Bah! Stop confusing “is” with “ought”; the american “democratic” system wouldn’t fucking care if every single person in america including all the congresscritters and politicians took to the streets in protest against the current american insurance model of healthcare, it still wouldn’t matter – this battle is about lobbyists, on one hand you have the new group supporting the sensible business types who know that even a national insurance scheme like japan’s will cut the costs they face providing for their workforce’s healthcare insurance, and on the other the insurance lobby.
What your article doesn’t explain is the precise mechanism, given the way the american system of government is designed to be insulated from mass protests and democracy in general, by which a bunch of americans protest for better healthcare, will magically make the congress critters who have already been paid to vote how they’re going to vote realise their error and do the thing that doesn’t actually benefit them personally in any real way.
Fred, stop expecting the world to be fair. It’s not.
I dunno about that, I’ve got universal healthcare and being british I can apparently bludgeon to death all the elderly disabled babies and assorted puppies I want, so it’s all good on my end (which is fully functional thanks to the NHS btw, as is steven hawking’s eleven dimensional robowang).
Anyway, do you have an actual arguement for why there’s a need for there to be massive protests to get american politicans to do what they’re already supposedlydoing or are you just compelled to spout nonsensical cliche all over the internet by some untreated disorder?
@ Lister Sage – I was three when it happened, but that doesn’t mean I can’t, you know, read a book. I use “remember” in the general sense of “heard about at some point”.

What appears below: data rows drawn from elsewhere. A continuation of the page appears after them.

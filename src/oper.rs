//! Operator definitions and precedence handling.
//!
//! The evaluator resolves operator precedence with precedence climbing, so
//! instead of one grammar rule per level it consults the table in this
//! module. Higher numbers bind tighter.
//!
//! | operators | fixity | precedence | associativity |
//! |-----------|--------|------------|---------------|
//! | `+` `-`   | infix  | 1          | left          |
//! | `*` `/`   | infix  | 2          | left          |
//! | `+` `-`   | prefix | 3          | right         |

use crate::TokenID;
use crate::value::{ArithError, Number};
use std::fmt;

/// Operator associativity classification.
///
/// | Variant | Description |
/// |----------|--------------|
/// | [`Assoc::Left`]  | Left-associative: groups from left to right. |
/// | [`Assoc::Right`] | Right-associative: groups from right to left. |
#[derive(Debug, Clone, Copy, PartialEq, Eq)]
#[repr(u8)]
pub enum Assoc {
    Left = 0,
    Right = 1,
}

/// Binary (infix) operators.
#[derive(Debug, Clone, Copy, PartialEq, Eq)]
pub enum BinOp {
    Add,
    Sub,
    Mul,
    Div,
}

/// Prefix operators.
#[derive(Debug, Clone, Copy, PartialEq, Eq)]
pub enum UnOp {
    Plus,
    Minus,
}

/// Precedence of the prefix operators; above every binary operator.
pub const PREFIX_PRECEDENCE: u8 = 3;

/// Lowest precedence accepted at the start of a full expression.
pub const MIN_PRECEDENCE: u8 = 1;

impl BinOp {
    /// Maps a token to the binary operator it spells, if any.
    pub fn from_token(token_id: TokenID) -> Option<Self> {
        match token_id {
            TokenID::Plus => Some(BinOp::Add),
            TokenID::Minus => Some(BinOp::Sub),
            TokenID::Asterisk => Some(BinOp::Mul),
            TokenID::Slash => Some(BinOp::Div),
            _ => None,
        }
    }

    /// Returns `(precedence, associativity)` for this operator.
    pub fn binding(self) -> (u8, Assoc) {
        match self {
            BinOp::Add | BinOp::Sub => (1, Assoc::Left),
            BinOp::Mul | BinOp::Div => (2, Assoc::Left),
        }
    }

    /// Minimum precedence for the right-hand operand of this operator.
    pub fn rhs_precedence(self) -> u8 {
        match self.binding() {
            (prec, Assoc::Left) => prec + 1,
            (prec, Assoc::Right) => prec,
        }
    }

    pub fn apply(self, lhs: Number, rhs: Number) -> Result<Number, ArithError> {
        match self {
            BinOp::Add => lhs.add(rhs),
            BinOp::Sub => lhs.sub(rhs),
            BinOp::Mul => lhs.mul(rhs),
            BinOp::Div => lhs.div(rhs),
        }
    }
}

impl UnOp {
    /// Returns `(precedence, associativity)`; prefix operators nest to the
    /// right, so `- -x` is `-(-x)`.
    pub fn binding(self) -> (u8, Assoc) {
        (PREFIX_PRECEDENCE, Assoc::Right)
    }

    pub fn from_token(token_id: TokenID) -> Option<Self> {
        match token_id {
            TokenID::Plus => Some(UnOp::Plus),
            TokenID::Minus => Some(UnOp::Minus),
            _ => None,
        }
    }

    pub fn apply(self, operand: Number) -> Result<Number, ArithError> {
        match self {
            UnOp::Plus => Ok(operand),
            UnOp::Minus => operand.neg(),
        }
    }
}

impl fmt::Display for BinOp {
    fn fmt(&self, f: &mut fmt::Formatter<'_>) -> fmt::Result {
        f.write_str(match self {
            BinOp::Add => "+",
            BinOp::Sub => "-",
            BinOp::Mul => "*",
            BinOp::Div => "/",
        })
    }
}

impl fmt::Display for UnOp {
    fn fmt(&self, f: &mut fmt::Formatter<'_>) -> fmt::Result {
        f.write_str(match self {
            UnOp::Plus => "+",
            UnOp::Minus => "-",
        })
    }
}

@ MGK – right, so liberals are vain sometimes, but radicals are totes more vain. Um, what? Seriously, you’re accusing radicals of being vain for… having liberals co-opt movements like the homeless march on DC? And then your argument is that liberalism is totes more effective than radicalism?
Maybe I am still slightly delirious from the raging infection in my face, but I honestly have no idea how that makes any sense at all. I’m not trying to be snarky, it just… seems like an incredibly defeatist point of view. But then, that was kind of my experience with liberalism in general – depressing as fuck, no victory without compromise, no promise of progress within my lifetime. Maybe it’s just me, but I really need to be able to expect more than that in order to get out of bed every morning and try to make some kind of difference. Perhaps I’m just deluding myself, but how else can I function if your world-view is the correct one after all?